▶ _Directions_
I would like you to transcribe all of the data exactly.

▶ _Provided data_
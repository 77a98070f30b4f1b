//! Document-store boundary.
//!
//! [`DocumentStore`] is the only way the pipeline touches persisted data:
//! get by `collection/id`, equality-filtered ordered queries, and atomic
//! multi-document commits. [`MemoryStore`] backs tests and dry runs;
//! [`FileStore`] keeps one JSON file per document on disk.

mod file;
mod memory;

pub use file::FileStore;
pub use memory::MemoryStore;

use std::cmp::Ordering;
use std::fmt;

use async_trait::async_trait;
use serde::de::DeserializeOwned;
use serde::{Deserialize, Deserializer, Serialize, Serializer};
use serde_json::Value;

use crate::error::StoreError;

pub const LOCATION_MAPPINGS: &str = "location-mappings";
pub const COST_OF_LIVING: &str = "cost-of-living";
pub const COST_OF_LIVING_ANALYTICS: &str = "cost-of-living-analytics";
pub const CITY_SAFETY: &str = "city-safety";
pub const COUNTRY_SAFETY: &str = "country-safety";
pub const INTERNET_SPEED_CACHE: &str = "internet-speed-cache";
pub const TOP_DESTINATIONS: &str = "top-destinations";

/// Address of a single document, rendered as `collection/id`.
#[derive(Debug, Clone, PartialEq, Eq, Hash, PartialOrd, Ord)]
pub struct DocumentPath {
    pub collection: String,
    pub id: String,
}

impl DocumentPath {
    pub fn new(collection: &str, id: &str) -> Self {
        Self {
            collection: collection.to_string(),
            id: id.to_string(),
        }
    }

    /// Parses `collection/id`; both halves must be non-empty and the id may
    /// not contain another `/`.
    pub fn parse(raw: &str) -> Result<Self, StoreError> {
        match raw.split_once('/') {
            Some((collection, id))
                if !collection.is_empty() && !id.is_empty() && !id.contains('/') =>
            {
                Ok(Self::new(collection, id))
            }
            _ => Err(StoreError::InvalidPath(raw.to_string())),
        }
    }
}

impl fmt::Display for DocumentPath {
    fn fmt(&self, f: &mut fmt::Formatter<'_>) -> fmt::Result {
        write!(f, "{}/{}", self.collection, self.id)
    }
}

impl Serialize for DocumentPath {
    fn serialize<S: Serializer>(&self, serializer: S) -> Result<S::Ok, S::Error> {
        serializer.collect_str(self)
    }
}

impl<'de> Deserialize<'de> for DocumentPath {
    fn deserialize<D: Deserializer<'de>>(deserializer: D) -> Result<Self, D::Error> {
        let raw = String::deserialize(deserializer)?;
        DocumentPath::parse(&raw).map_err(serde::de::Error::custom)
    }
}

/// A document returned by a query.
#[derive(Debug, Clone, PartialEq)]
pub struct Document {
    pub id: String,
    pub data: Value,
}

impl Document {
    pub fn decode<T: DeserializeOwned>(&self, collection: &str) -> Result<T, StoreError> {
        decode(&DocumentPath::new(collection, &self.id), self.data.clone())
    }
}

/// One mutation inside an atomic commit.
#[derive(Debug, Clone, PartialEq)]
pub enum Write {
    Set { path: DocumentPath, data: Value },
    Delete { path: DocumentPath },
}

impl Write {
    pub fn path(&self) -> &DocumentPath {
        match self {
            Write::Set { path, .. } | Write::Delete { path } => path,
        }
    }
}

#[derive(Debug, Clone, Copy, PartialEq, Eq)]
pub enum Direction {
    Ascending,
    Descending,
}

/// Equality filters, optional ordering, offset and limit.
///
/// Field names are dotted paths into the document (`scores.overall`).
#[derive(Debug, Clone, Default, PartialEq)]
pub struct Query {
    pub filters: Vec<(String, Value)>,
    pub order_by: Option<(String, Direction)>,
    pub offset: usize,
    pub limit: Option<usize>,
}

impl Query {
    pub fn new() -> Self {
        Self::default()
    }

    pub fn where_eq(mut self, field: &str, value: impl Into<Value>) -> Self {
        self.filters.push((field.to_string(), value.into()));
        self
    }

    pub fn order_by(mut self, field: &str, direction: Direction) -> Self {
        self.order_by = Some((field.to_string(), direction));
        self
    }

    pub fn offset(mut self, offset: usize) -> Self {
        self.offset = offset;
        self
    }

    pub fn limit(mut self, limit: usize) -> Self {
        self.limit = Some(limit);
        self
    }

    /// Applies this query to documents already held in id order.
    ///
    /// Documents lacking the ordering field are left out.
    pub fn apply(&self, documents: Vec<Document>) -> Vec<Document> {
        let mut matched: Vec<Document> = documents
            .into_iter()
            .filter(|doc| {
                self.filters
                    .iter()
                    .all(|(field, expected)| field_value(&doc.data, field) == Some(expected))
            })
            .collect();

        if let Some((field, direction)) = &self.order_by {
            matched.retain(|doc| field_value(&doc.data, field).is_some_and(|v| !v.is_null()));
            matched.sort_by(|a, b| {
                let ordering = compare_values(
                    field_value(&a.data, field).unwrap_or(&Value::Null),
                    field_value(&b.data, field).unwrap_or(&Value::Null),
                );
                match direction {
                    Direction::Ascending => ordering,
                    Direction::Descending => ordering.reverse(),
                }
            });
        }

        let limit = self.limit.unwrap_or(usize::MAX);
        matched.into_iter().skip(self.offset).take(limit).collect()
    }
}

/// Abstraction over the key-value document store.
#[async_trait]
pub trait DocumentStore: Send + Sync {
    /// Returns the document at `path`, or `None` if it does not exist.
    async fn get(&self, path: &DocumentPath) -> Result<Option<Value>, StoreError>;

    /// Runs `query` over every document in `collection`.
    async fn query(&self, collection: &str, query: &Query) -> Result<Vec<Document>, StoreError>;

    /// Applies every write or none of them.
    async fn commit(&self, writes: &[Write]) -> Result<(), StoreError>;

    /// Replaces the whole document at `path`.
    async fn set(&self, path: &DocumentPath, data: Value) -> Result<(), StoreError> {
        self.commit(&[Write::Set {
            path: path.clone(),
            data,
        }])
        .await
    }
}

/// Deserializes a stored document, tagging failures with its path.
pub fn decode<T: DeserializeOwned>(path: &DocumentPath, data: Value) -> Result<T, StoreError> {
    serde_json::from_value(data).map_err(|source| StoreError::Decode {
        path: path.to_string(),
        source,
    })
}

/// Serializes a value for storage.
pub fn encode<T: Serialize>(path: &DocumentPath, value: &T) -> Result<Value, StoreError> {
    serde_json::to_value(value).map_err(|source| StoreError::Encode {
        path: path.to_string(),
        source,
    })
}

fn field_value<'a>(data: &'a Value, field: &str) -> Option<&'a Value> {
    field
        .split('.')
        .try_fold(data, |current, segment| current.get(segment))
}

fn compare_values(a: &Value, b: &Value) -> Ordering {
    match (a, b) {
        (Value::Number(x), Value::Number(y)) => {
            let x = x.as_f64().unwrap_or(f64::NAN);
            let y = y.as_f64().unwrap_or(f64::NAN);
            x.total_cmp(&y)
        }
        (Value::String(x), Value::String(y)) => x.cmp(y),
        (Value::Bool(x), Value::Bool(y)) => x.cmp(y),
        _ => type_rank(a).cmp(&type_rank(b)),
    }
}

// Mixed-type ordering: null < bool < number < string < everything else.
fn type_rank(value: &Value) -> u8 {
    match value {
        Value::Null => 0,
        Value::Bool(_) => 1,
        Value::Number(_) => 2,
        Value::String(_) => 3,
        Value::Array(_) => 4,
        Value::Object(_) => 5,
    }
}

▶ _Output for this exercise_
repository 77a98070f30b4f1b
//! Document-store boundary.
//!
//! [`DocumentStore`] is the only way the pipeline touches persisted data:
//! get by `collection/id`, equality-filtered ordered queries, and atomic
//! multi-document commits. [`MemoryStore`] backs tests and dry runs;
//! [`FileStore`] keeps one JSON file per document on disk.

mod file;
mod memory;

pub use file::FileStore;
pub use memory::MemoryStore;

use std::cmp::Ordering;
use std::fmt;

use async_trait::async_trait;
use serde::de::DeserializeOwned;
use serde::{Deserialize, Deserializer, Serialize, Serializer};
use serde_json::Value;

use crate::error::StoreError;

pub const LOCATION_MAPPINGS: &str = "location-mappings";
pub const COST_OF_LIVING: &str = "cost-of-living";
pub const COST_OF_LIVING_ANALYTICS: &str = "cost-of-living-analytics";
pub const CITY_SAFETY: &str = "city-safety";
pub const COUNTRY_SAFETY: &str = "country-safety";
pub const INTERNET_SPEED_CACHE: &str = "internet-speed-cache";
pub const TOP_DESTINATIONS: &str = "top-destinations";

/// Address of a single document, rendered as `collection/id`.
#[derive(Debug, Clone, PartialEq, Eq, Hash, PartialOrd, Ord)]
pub struct DocumentPath {
    pub collection: String,
    pub id: String,
}

impl DocumentPath {
    pub fn new(collection: &str, id: &str) -> Self {
        Self {
            collection: collection.to_string(),
            id: id.to_string(),
        }
    }

    /// Parses `collection/id`; both halves must be non-empty and the id may
    /// not contain another `/`.
    pub fn parse(raw: &str) -> Result<Self, StoreError> {
        match raw.split_once('/') {
            Some((collection, id))
                if !collection.is_empty() && !id.is_empty() && !id.contains('/') =>
            {
                Ok(Self::new(collection, id))
            }
            _ => Err(StoreError::InvalidPath(raw.to_string())),
        }
    }
}

impl fmt::Display for DocumentPath {
    fn fmt(&self, f: &mut fmt::Formatter<'_>) -> fmt::Result {
        write!(f, "{}/{}", self.collection, self.id)
    }
}

impl Serialize for DocumentPath {
    fn serialize<S: Serializer>(&self, serializer: S) -> Result<S::Ok, S::Error> {
        serializer.collect_str(self)
    }
}

impl<'de> Deserialize<'de> for DocumentPath {
    fn deserialize<D: Deserializer<'de>>(deserializer: D) -> Result<Self, D::Error> {
        let raw = String::deserialize(deserializer)?;
        DocumentPath::parse(&raw).map_err(serde::de::Error::custom)
    }
}

/// A document returned by a query.
#[derive(Debug, Clone, PartialEq)]
pub struct Document {
    pub id: String,
    pub data: Value,
}

impl Document {
    pub fn decode<T: DeserializeOwned>(&self, collection: &str) -> Result<T, StoreError> {
        decode(&DocumentPath::new(collection, &self.id), self.data.clone())
    }
}

/// One mutation inside an atomic commit.
#[derive(Debug, Clone, PartialEq)]
pub enum Write {
    Set { path: DocumentPath, data: Value },
    Delete { path: DocumentPath },
}

impl Write {
    pub fn path(&self) -> &DocumentPath {
        match self {
            Write::Set { path, .. } | Write::Delete { path } => path,
        }
    }
}

#[derive(Debug, Clone, Copy, PartialEq, Eq)]
pub enum Direction {
    Ascending,
    Descending,
}

/// Equality filters, optional ordering, offset and limit.
///
/// Field names are dotted paths into the document (`scores.overall`).
#[derive(Debug, Clone, Default, PartialEq)]
pub struct Query {
    pub filters: Vec<(String, Value)>,
    pub order_by: Option<(String, Direction)>,
    pub offset: usize,
    pub limit: Option<usize>,
}

impl Query {
    pub fn new() -> Self {
        Self::default()
    }

    pub fn where_eq(mut self, field: &str, value: impl Into<Value>) -> Self {
        self.filters.push((field.to_string(), value.into()));
        self
    }

    pub fn order_by(mut self, field: &str, direction: Direction) -> Self {
        self.order_by = Some((field.to_string(), direction));
        self
    }

    pub fn offset(mut self, offset: usize) -> Self {
        self.offset = offset;
        self
    }

    pub fn limit(mut self, limit: usize) -> Self {
        self.limit = Some(limit);
        self
    }

    /// Applies this query to documents already held in id order.
    ///
    /// Documents lacking the ordering field are left out.
    pub fn apply(&self, documents: Vec<Document>) -> Vec<Document> {
        let mut matched: Vec<Document> = documents
            .into_iter()
            .filter(|doc| {
                self.filters
                    .iter()
                    .all(|(field, expected)| field_value(&doc.data, field) == Some(expected))
            })
            .collect();

        if let Some((field, direction)) = &self.order_by {
            matched.retain(|doc| field_value(&doc.data, field).is_some_and(|v| !v.is_null()));
            matched.sort_by(|a, b| {
                let ordering = compare_values(
                    field_value(&a.data, field).unwrap_or(&Value::Null),
                    field_value(&b.data, field).unwrap_or(&Value::Null),
                );
                match direction {
                    Direction::Ascending => ordering,
                    Direction::Descending => ordering.reverse(),
                }
            });
        }

        let limit = self.limit.unwrap_or(usize::MAX);
        matched.into_iter().skip(self.offset).take(limit).collect()
    }
}

/// Abstraction over the key-value document store.
#[async_trait]
pub trait DocumentStore: Send + Sync {
    /// Returns the document at `path`, or `None` if it does not exist.
    async fn get(&self, path: &DocumentPath) -> Result<Option<Value>, StoreError>;

    /// Runs `query` over every document in `collection`.
    async fn query(&self, collection: &str, query: &Query) -> Result<Vec<Document>, StoreError>;

    /// Applies every write or none of them.
    async fn commit(&self, writes: &[Write]) -> Result<(), StoreError>;

    /// Replaces the whole document at `path`.
    async fn set(&self, path: &DocumentPath, data: Value) -> Result<(), StoreError> {
        self.commit(&[Write::Set {
            path: path.clone(),
            data,
        }])
        .await
    }
}

/// Deserializes a stored document, tagging failures with its path.
pub fn decode<T: DeserializeOwned>(path: &DocumentPath, data: Value) -> Result<T, StoreError> {
    serde_json::from_value(data).map_err(|source| StoreError::Decode {
        path: path.to_string(),
        source,
    })
}

/// Serializes a value for storage.
pub fn encode<T: Serialize>(path: &DocumentPath, value: &T) -> Result<Value, StoreError> {
    serde_json::to_value(value).map_err(|source| StoreError::Encode {
        path: path.to_string(),
        source,
    })
}

fn field_value<'a>(data: &'a Value, field: &str) -> Option<&'a Value> {
    field
        .split('.')
        .try_fold(data, |current, segment| current.get(segment))
}

fn compare_values(a: &Value, b: &Value) -> Ordering {
    match (a, b) {
        (Value::Number(x), Value::Number(y)) => {
            let x = x.as_f64().unwrap_or(f64::NAN);
            let y = y.as_f64().unwrap_or(f64::NAN);
            x.total_cmp(&y)
        }
        (Value::String(x), Value::String(y)) => x.cmp(y),
        (Value::Bool(x), Value::Bool(y)) => x.cmp(y),
        _ => type_rank(a).cmp(&type_rank(b)),
    }
}

// Mixed-type ordering: null < bool < number < string < everything else.
fn type_rank(value: &Value) -> u8 {
    match value {
        Value::Null => 0,
        Value::Bool(_) => 1,
        Value::Number(_) => 2,
        Value::String(_) => 3,
        Value::Array(_) => 4,
        Value::Object(_) => 5,
    }
}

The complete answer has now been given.